Laboratory Experiment 2: Implementation of a Speed Controller
MTRN3020
Modelling and Control of a Mechatronics
I verify that the contents of this report are my own work.
Arthur Ching
z5162176
12/04/20
1. Introduction
This laboratory experiment was designed to create a speed controller implemented in a motorgenerator system. To design the controller, the so-called Ragazzini’s method and the direct analytical
design method is required. The controller design involves only a small amount of calculations leading
to a difference equation.
The first part of the experiment connects the system to a DC motor for initial rotational power. The
speed is shifted from 1000 rpm to 2000 rpm to simulate a plant generating power. Thus, using an
encoder, the shaft speed is measured at a constant sampling rate.

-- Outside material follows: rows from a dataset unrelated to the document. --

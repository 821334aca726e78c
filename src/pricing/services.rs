//! Price computation for every rate table kind.
//!
//! `compute_price` validates the occupancy against the table, builds the
//! itemised base lines and fees, and hands them to
//! [`summarize`](super::calculators::summarize) for tax and totals.

use chrono::NaiveDate;
use rust_decimal::Decimal;

use crate::error::AppError;

use super::calculators::{line, participant_lines, split_into_tiers, summarize};
use super::models::{
    FeeKind, FeeLine, NightlyRates, Occupancy, ParticipantRates, PriceBreakdown, PricingTable,
    TieredRates, TransferRates,
};

/// Pricing calculation error types
#[derive(Debug, Clone, PartialEq, thiserror::Error)]
pub enum PricingError {
    #[error("End date {end} must be after start date {start}")]
    InvalidDuration { start: NaiveDate, end: NaiveDate },

    #[error("Invalid occupancy: {0}")]
    InvalidOccupancy(String),

    #[error("No {tier} rate configured to price {days} remaining day(s)")]
    MissingRate { tier: &'static str, days: u32 },

    #[error("Requested {requested} {what} exceeds the limit of {limit}")]
    LimitExceeded {
        what: &'static str,
        limit: u32,
        requested: u32,
    },

    #[error("Amount {amount} is out of range")]
    AmountOutOfRange { amount: Decimal },

    #[error("Too many {what} to price ({count} x {units} units)")]
    QuantityOverflow {
        what: &'static str,
        count: u32,
        units: u32,
    },
}

impl From<PricingError> for AppError {
    fn from(err: PricingError) -> Self {
        AppError::Validation(err.to_string())
    }
}

/// Compute the price breakdown for `occupancy` over `[start, end)`.
pub fn compute_price(
    table: &PricingTable,
    currency: &str,
    start: NaiveDate,
    end: NaiveDate,
    occupancy: &Occupancy,
) -> Result<PriceBreakdown, PricingError> {
    let days = duration_days(start, end)?;

    if occupancy.units == 0 {
        return Err(PricingError::InvalidOccupancy(
            "at least one unit is required".to_string(),
        ));
    }
    if occupancy.participants() == 0 {
        return Err(PricingError::InvalidOccupancy(
            "at least one participant is required".to_string(),
        ));
    }

    match table {
        PricingTable::Nightly(rates) => price_nightly(rates, currency, days, occupancy),
        PricingTable::Tiered(rates) => price_tiered(rates, currency, days, occupancy),
        PricingTable::Participants(rates) => price_participants(rates, currency, occupancy),
        PricingTable::Transfer(rates) => price_transfer(rates, currency, occupancy),
    }
}

fn duration_days(start: NaiveDate, end: NaiveDate) -> Result<u32, PricingError> {
    let days = (end - start).num_days();
    if days <= 0 {
        return Err(PricingError::InvalidDuration { start, end });
    }
    u32::try_from(days).map_err(|_| PricingError::InvalidDuration { start, end })
}

/// `count` periods for each of `units` units
fn quantity(what: &'static str, count: u32, units: u32) -> Result<u32, PricingError> {
    count
        .checked_mul(units)
        .ok_or(PricingError::QuantityOverflow { what, count, units })
}

fn check_limit(what: &'static str, limit: Option<u32>, requested: u32) -> Result<(), PricingError> {
    match limit {
        Some(limit) if requested > limit => Err(PricingError::LimitExceeded {
            what,
            limit,
            requested,
        }),
        _ => Ok(()),
    }
}

fn price_nightly(
    rates: &NightlyRates,
    currency: &str,
    nights: u32,
    occupancy: &Occupancy,
) -> Result<PriceBreakdown, PricingError> {
    let guest_limit = rates
        .max_guests_per_unit
        .map(|per_unit| per_unit.saturating_mul(occupancy.units));
    check_limit("guests", guest_limit, occupancy.participants())?;

    let night_count = quantity("nights", nights, occupancy.units)?;
    let base_lines = line("Night", night_count, rates.nightly_rate)
        .into_iter()
        .collect();

    let mut fees = Vec::new();
    if let Some(cleaning) = rates.cleaning_fee {
        fees.push(FeeLine {
            kind: FeeKind::Cleaning,
            description: "Cleaning fee".to_string(),
            amount: cleaning * Decimal::from(occupancy.units),
        });
    }

    summarize(
        currency,
        base_lines,
        fees,
        rates.tax_rate.unwrap_or(Decimal::ZERO),
    )
}

fn price_tiered(
    rates: &TieredRates,
    currency: &str,
    days: u32,
    occupancy: &Occupancy,
) -> Result<PriceBreakdown, PricingError> {
    let periods = split_into_tiers(days, rates.weekly.is_some(), rates.monthly.is_some());
    let units = occupancy.units;

    let mut base_lines = Vec::new();
    if let Some(monthly) = rates.monthly {
        base_lines.extend(line("Month", quantity("months", periods.months, units)?, monthly));
    }
    if let Some(weekly) = rates.weekly {
        base_lines.extend(line("Week", quantity("weeks", periods.weeks, units)?, weekly));
    }
    if periods.days > 0 {
        let daily = rates.daily.ok_or(PricingError::MissingRate {
            tier: "daily",
            days: periods.days,
        })?;
        base_lines.extend(line("Day", quantity("days", periods.days, units)?, daily));
    }

    let mut fees = Vec::new();
    if let Some(insurance) = rates.insurance_per_day {
        fees.push(FeeLine {
            kind: FeeKind::Insurance,
            description: format!("Insurance ({} days)", days),
            amount: insurance * Decimal::from(quantity("insurance days", days, units)?),
        });
    }
    if let Some(deposit) = rates.deposit {
        fees.push(FeeLine {
            kind: FeeKind::Deposit,
            description: "Security deposit".to_string(),
            amount: deposit * Decimal::from(units),
        });
    }

    summarize(
        currency,
        base_lines,
        fees,
        rates.tax_rate.unwrap_or(Decimal::ZERO),
    )
}

fn price_participants(
    rates: &ParticipantRates,
    currency: &str,
    occupancy: &Occupancy,
) -> Result<PriceBreakdown, PricingError> {
    check_limit(
        "participants",
        rates.max_participants,
        occupancy.participants(),
    )?;

    summarize(
        currency,
        participant_lines(rates, occupancy),
        Vec::new(),
        rates.tax_rate,
    )
}

fn price_transfer(
    rates: &TransferRates,
    currency: &str,
    occupancy: &Occupancy,
) -> Result<PriceBreakdown, PricingError> {
    let units = occupancy.units;
    let passengers = occupancy.participants();
    check_limit(
        "passengers",
        rates
            .max_passengers
            .map(|per_vehicle| per_vehicle.saturating_mul(units)),
        passengers,
    )?;

    let base_lines = line("Vehicle", units, rates.base_fare).into_iter().collect();

    let mut fees = Vec::new();
    let extra = passengers.saturating_sub(rates.included_passengers.saturating_mul(units));
    if extra > 0 && rates.per_extra_passenger > Decimal::ZERO {
        fees.push(FeeLine {
            kind: FeeKind::Surcharge,
            description: format!("{} extra passenger(s)", extra),
            amount: rates.per_extra_passenger * Decimal::from(extra),
        });
    }

    summarize(
        currency,
        base_lines,
        fees,
        rates.tax_rate.unwrap_or(Decimal::ZERO),
    )
}
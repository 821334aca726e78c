//! Database row types and their conversion into domain models

use chrono::{DateTime, NaiveDate, Utc};
use sqlx::FromRow;
use uuid::Uuid;

use crate::booking::calendar::DateRange;
use crate::booking::models::{Booking, Resource};
use crate::booking::store::StoreError;

/// Resource row
#[derive(Debug, Clone, FromRow)]
pub struct ResourceRow {
    pub id: Uuid,
    pub owner_id: String,
    pub kind: String,
    pub name: String,
    pub capacity: i32,
    pub currency: String,
    pub pricing: serde_json::Value,
    pub attributes: serde_json::Value,
    pub active: bool,
}

/// Booking row
#[derive(Debug, Clone, FromRow)]
pub struct BookingRow {
    pub id: Uuid,
    pub resource_id: Uuid,
    pub user_id: String,
    pub start_date: NaiveDate,
    pub end_date: NaiveDate,
    pub occupancy: serde_json::Value,
    pub units: i32,
    pub price: serde_json::Value,
    pub status: String,
    pub payment_intent_id: String,
    pub payment_status: String,
    pub created_at: DateTime<Utc>,
    pub updated_at: DateTime<Utc>,
    pub cancelled_at: Option<DateTime<Utc>>,
}

fn corrupt(id: Uuid, what: &str, detail: impl std::fmt::Display) -> StoreError {
    StoreError::Corrupt(format!("{} {}: {}", what, id, detail))
}

impl TryFrom<ResourceRow> for Resource {
    type Error = StoreError;

    fn try_from(row: ResourceRow) -> Result<Self, Self::Error> {
        let capacity = u32::try_from(row.capacity).map_err(|_| {
            corrupt(
                row.id,
                "resource",
                format!("negative capacity {}", row.capacity),
            )
        })?;

        Ok(Resource {
            id: row.id,
            owner_id: row.owner_id,
            kind: row.kind.parse().map_err(|e| corrupt(row.id, "resource", e))?,
            name: row.name,
            capacity,
            currency: row.currency,
            pricing: serde_json::from_value(row.pricing)
                .map_err(|e| corrupt(row.id, "resource", e))?,
            attributes: row.attributes,
            active: row.active,
        })
    }
}

impl TryFrom<BookingRow> for Booking {
    type Error = StoreError;

    fn try_from(row: BookingRow) -> Result<Self, Self::Error> {
        let id = row.id;
        Ok(Booking {
            id,
            resource_id: row.resource_id,
            user_id: row.user_id,
            range: DateRange::new(row.start_date, row.end_date)
                .map_err(|e| corrupt(id, "booking", e))?,
            occupancy: serde_json::from_value(row.occupancy)
                .map_err(|e| corrupt(id, "booking", e))?,
            units: u32::try_from(row.units)
                .map_err(|_| corrupt(id, "booking", format!("negative units {}", row.units)))?,
            price: serde_json::from_value(row.price).map_err(|e| corrupt(id, "booking", e))?,
            status: row.status.parse().map_err(|e| corrupt(id, "booking", e))?,
            payment_intent_id: row.payment_intent_id,
            payment_status: row.payment_status.parse().map_err(|e| corrupt(id, "booking", e))?,
            created_at: row.created_at,
            updated_at: row.updated_at,
            cancelled_at: row.cancelled_at,
        })
    }
}
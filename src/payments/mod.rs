//! Payment processor collaborator.
//!
//! The orchestrator talks to the processor only through [`PaymentGateway`].
//! Capture and webhook handling live outside this service; they report back
//! through [`BookingService::record_payment_status`].
//!
//! [`BookingService::record_payment_status`]: crate::booking::BookingService::record_payment_status

pub mod http;

#[cfg(test)]
pub mod fake;

use async_trait::async_trait;

use crate::error::AppError;

pub use http::HttpPaymentGateway;

#[derive(Debug, thiserror::Error)]
pub enum PaymentError {
    #[error("Payment processor is not configured")]
    NotConfigured,

    #[error("Payment processor unreachable: {0}")]
    Transport(#[from] reqwest::Error),

    #[error("Payment processor rejected the request ({status}): {message}")]
    Rejected { status: u16, message: String },

    #[error("Unexpected payment processor response: {0}")]
    InvalidResponse(String),
}

impl From<PaymentError> for AppError {
    fn from(err: PaymentError) -> Self {
        tracing::error!("Payment processor error: {}", err);
        AppError::Service("Payment processor is unavailable".to_string())
    }
}

/// Request to open a payment intent for a booking
#[derive(Debug, Clone, PartialEq, Eq)]
pub struct PaymentIntentRequest {
    /// Booking id the intent pays for; also the idempotency reference
    pub reference: String,
    pub amount_minor: i64,
    pub currency: String,
    pub description: String,
}

#[derive(Debug, Clone, PartialEq, Eq)]
pub struct PaymentIntent {
    pub id: String,
    pub status: String,
    pub client_secret: Option<String>,
}

#[derive(Debug, Clone, PartialEq, Eq)]
pub struct RefundRequest {
    pub payment_intent_id: String,
    /// Full refund when `None`
    pub amount_minor: Option<i64>,
    pub idempotency_key: String,
}

#[derive(Debug, Clone, PartialEq, Eq)]
pub struct Refund {
    pub id: String,
    pub status: String,
}

#[async_trait]
pub trait PaymentGateway: Send + Sync {
    async fn create_intent(
        &self,
        request: &PaymentIntentRequest,
    ) -> Result<PaymentIntent, PaymentError>;

    async fn cancel_intent(&self, payment_intent_id: &str) -> Result<(), PaymentError>;

    async fn refund(&self, request: &RefundRequest) -> Result<Refund, PaymentError>;
}

/// Gateway used when no processor credentials are configured
#[derive(Debug, Default, Clone, Copy)]
pub struct UnconfiguredGateway;

#[async_trait]
impl PaymentGateway for UnconfiguredGateway {
    async fn create_intent(
        &self,
        _request: &PaymentIntentRequest,
    ) -> Result<PaymentIntent, PaymentError> {
        Err(PaymentError::NotConfigured)
    }

    async fn cancel_intent(&self, _payment_intent_id: &str) -> Result<(), PaymentError> {
        Err(PaymentError::NotConfigured)
    }

    async fn refund(&self, _request: &RefundRequest) -> Result<Refund, PaymentError> {
        Err(PaymentError::NotConfigured)
    }
}
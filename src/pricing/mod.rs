//! Pricing engine.
//!
//! Pure price computation over a resource's pricing table. Nothing in this
//! module performs I/O; the quote route reaches storage through the booking
//! service.

pub mod calculators;
pub mod models;
pub mod requests;
pub mod responses;
pub mod routes;
pub mod services;

pub use calculators::round_money;
pub use routes::router;
pub use services::{compute_price, PricingError};
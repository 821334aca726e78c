//! Availability, pricing and booking orchestration service.
//!
//! Rooms, rental vehicles, tour departures and transfers are all modelled as
//! resources with a capacity and a pricing table. The service checks
//! availability against existing bookings, prices the request, opens a
//! payment intent and persists the booking without ever exceeding capacity.

use std::sync::Arc;
use std::time::Duration;

use axum::{
    extract::State,
    http::{header::CONTENT_TYPE, HeaderName, Method},
    routing::get,
    Json, Router,
};
use serde::Serialize;
use tower_http::{cors::CorsLayer, timeout::TimeoutLayer, trace::TraceLayer};

pub mod booking;
pub mod cache;
pub mod config;
pub mod db;
pub mod error;
pub mod extract;
pub mod payments;
pub mod pricing;

use booking::routes::{USER_ID_HEADER, USER_ROLE_HEADER};
use booking::BookingService;
use cache::{AppCache, CacheStats};

/// Shared handler state
#[derive(Clone)]
pub struct AppState {
    pub bookings: Arc<BookingService>,
    pub cache: AppCache,
}

#[derive(Debug, Serialize)]
pub struct HealthResponse {
    pub status: &'static str,
    pub cache: CacheStats,
}

async fn health(State(state): State<AppState>) -> Json<HealthResponse> {
    Json(HealthResponse {
        status: "ok",
        cache: state.cache.stats(),
    })
}

/// Build the application router
pub fn router(state: AppState, request_timeout: Duration) -> Router {
    let cors = CorsLayer::new()
        .allow_methods([Method::GET, Method::POST, Method::OPTIONS])
        .allow_headers([
            CONTENT_TYPE,
            HeaderName::from_static(USER_ID_HEADER),
            HeaderName::from_static(USER_ROLE_HEADER),
        ])
        .max_age(Duration::from_secs(60 * 60));

    Router::new()
        .route("/health", get(health))
        .nest("/api/pricing", pricing::router())
        .nest("/api", booking::router())
        .layer(TimeoutLayer::new(request_timeout))
        .layer(TraceLayer::new_for_http())
        .layer(cors)
        .with_state(state)
}
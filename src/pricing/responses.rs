//! Response DTOs for pricing API endpoints.

use chrono::NaiveDate;
use rust_decimal::Decimal;
use serde::Serialize;
use uuid::Uuid;

use crate::booking::service::Quote;

use super::models::PriceBreakdown;

/// Money value for JSON responses
#[derive(Debug, Clone, Serialize)]
pub struct MoneyResponse {
    #[serde(with = "rust_decimal::serde::str")]
    pub amount: Decimal,
    pub currency: String,
    /// Amount in the currency's smallest unit, as sent to the processor
    pub minor_units: i64,
}

impl MoneyResponse {
    pub fn total_of(breakdown: &PriceBreakdown) -> Self {
        Self {
            amount: breakdown.total,
            currency: breakdown.currency.clone(),
            minor_units: breakdown.total_minor_units,
        }
    }
}

/// Response for a price quote
#[derive(Debug, Serialize)]
pub struct QuoteResponse {
    pub resource_id: Uuid,
    pub resource_kind: &'static str,
    pub start_date: NaiveDate,
    pub end_date: NaiveDate,
    pub days: u32,
    pub available: bool,
    pub remaining_units: u32,
    pub total: MoneyResponse,
    pub breakdown: PriceBreakdown,
}

impl From<Quote> for QuoteResponse {
    fn from(quote: Quote) -> Self {
        Self {
            resource_id: quote.resource.id,
            resource_kind: quote.resource.kind.as_str(),
            start_date: quote.range.start(),
            end_date: quote.range.end(),
            days: quote.range.days(),
            available: quote.availability.available,
            remaining_units: quote.availability.remaining(),
            total: MoneyResponse::total_of(&quote.price),
            breakdown: quote.price,
        }
    }
}
//! Date intervals and per-resource reservation calendars.
//!
//! Intervals are half-open `[start, end)` calendar-date ranges: `end` is the
//! checkout/return date and is not occupied, so back-to-back bookings never
//! conflict.

use chrono::{Days, NaiveDate};
use serde::Serialize;

use crate::error::AppError;

use super::models::Booking;

/// Half-open date interval with `end > start`
#[derive(Debug, Clone, Copy, PartialEq, Eq, Hash, Serialize)]
pub struct DateRange {
    start: NaiveDate,
    end: NaiveDate,
}

impl DateRange {
    pub fn new(start: NaiveDate, end: NaiveDate) -> Result<Self, AppError> {
        if end <= start {
            return Err(AppError::validation(format!(
                "End date {} must be after start date {}",
                end, start
            )));
        }
        Ok(Self { start, end })
    }

    /// Single-day interval `[day, day + 1)`
    pub fn single_day(day: NaiveDate) -> Result<Self, AppError> {
        let end = day
            .checked_add_days(Days::new(1))
            .ok_or_else(|| AppError::validation(format!("Date {} is out of range", day)))?;
        Self::new(day, end)
    }

    pub fn start(&self) -> NaiveDate {
        self.start
    }

    pub fn end(&self) -> NaiveDate {
        self.end
    }

    /// Number of nights (or rental days) covered
    pub fn days(&self) -> u32 {
        u32::try_from((self.end - self.start).num_days()).unwrap_or(u32::MAX)
    }

    /// `a < d && c < b` for `[a, b)` and `[c, d)`
    pub fn overlaps(&self, other: &DateRange) -> bool {
        self.start < other.end && other.start < self.end
    }

    pub fn contains(&self, day: NaiveDate) -> bool {
        self.start <= day && day < self.end
    }
}

impl std::fmt::Display for DateRange {
    fn fmt(&self, f: &mut std::fmt::Formatter<'_>) -> std::fmt::Result {
        write!(f, "[{}, {})", self.start, self.end)
    }
}

/// Non-cancelled reservations held against one resource
#[derive(Debug, Clone, Default)]
pub struct ReservationCalendar {
    entries: Vec<(DateRange, u32)>,
}

impl ReservationCalendar {
    pub fn new() -> Self {
        Self::default()
    }

    /// Build from stored bookings; cancelled bookings hold nothing
    pub fn from_bookings<'a, I>(bookings: I) -> Self
    where
        I: IntoIterator<Item = &'a Booking>,
    {
        let mut calendar = Self::new();
        for booking in bookings {
            if booking.holds_capacity() {
                calendar.hold(booking.range, booking.units);
            }
        }
        calendar
    }

    pub fn hold(&mut self, range: DateRange, units: u32) {
        self.entries.push((range, units));
    }

    pub fn len(&self) -> usize {
        self.entries.len()
    }

    pub fn is_empty(&self) -> bool {
        self.entries.is_empty()
    }

    /// Number of reservations overlapping `range`
    pub fn overlapping_count(&self, range: &DateRange) -> usize {
        self.entries
            .iter()
            .filter(|(held, _)| held.overlaps(range))
            .count()
    }

    /// Maximum units held concurrently on any day inside `range`.
    ///
    /// Sweeps interval endpoints clipped to `range`; on a shared date, releases
    /// are applied before acquisitions.
    pub fn peak_units(&self, range: &DateRange) -> u32 {
        let mut events: Vec<(NaiveDate, i64)> = Vec::new();
        for (held, units) in &self.entries {
            if !held.overlaps(range) {
                continue;
            }
            let units = i64::from(*units);
            events.push((held.start.max(range.start), units));
            events.push((held.end.min(range.end), -units));
        }

        // Negative deltas sort first within the same date
        events.sort();

        let mut current: i64 = 0;
        let mut peak: i64 = 0;
        for (_, delta) in events {
            current += delta;
            peak = peak.max(current);
        }

        u32::try_from(peak).unwrap_or(u32::MAX)
    }
}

The second part of the experiment connects the system to a power grid. A load is connected to the
generator, thus simulating the changes in the motor speed as a result of a change in the number of
resistors connected. The number of resistors connected is determined by our unique student z-ID.
The report illustrates and documents the experimental process and analysis used to obtain both the
simulation and experimental results. As a result, this experiment can draw a conclusion between the
differences of each procedures.
2. Aims of the Experiment
The aims of the experiment are to design and model a controller using the direct analytical design
method and Ragazzini’s method to control the speed of a motor. The main goal of the controller is to
maintain that speed at the specified value regardless of load changes. Simulation and implementation
of the experiment designed through MATLAB’s Simulink should determine the difference between the
experimental and theoretical methods.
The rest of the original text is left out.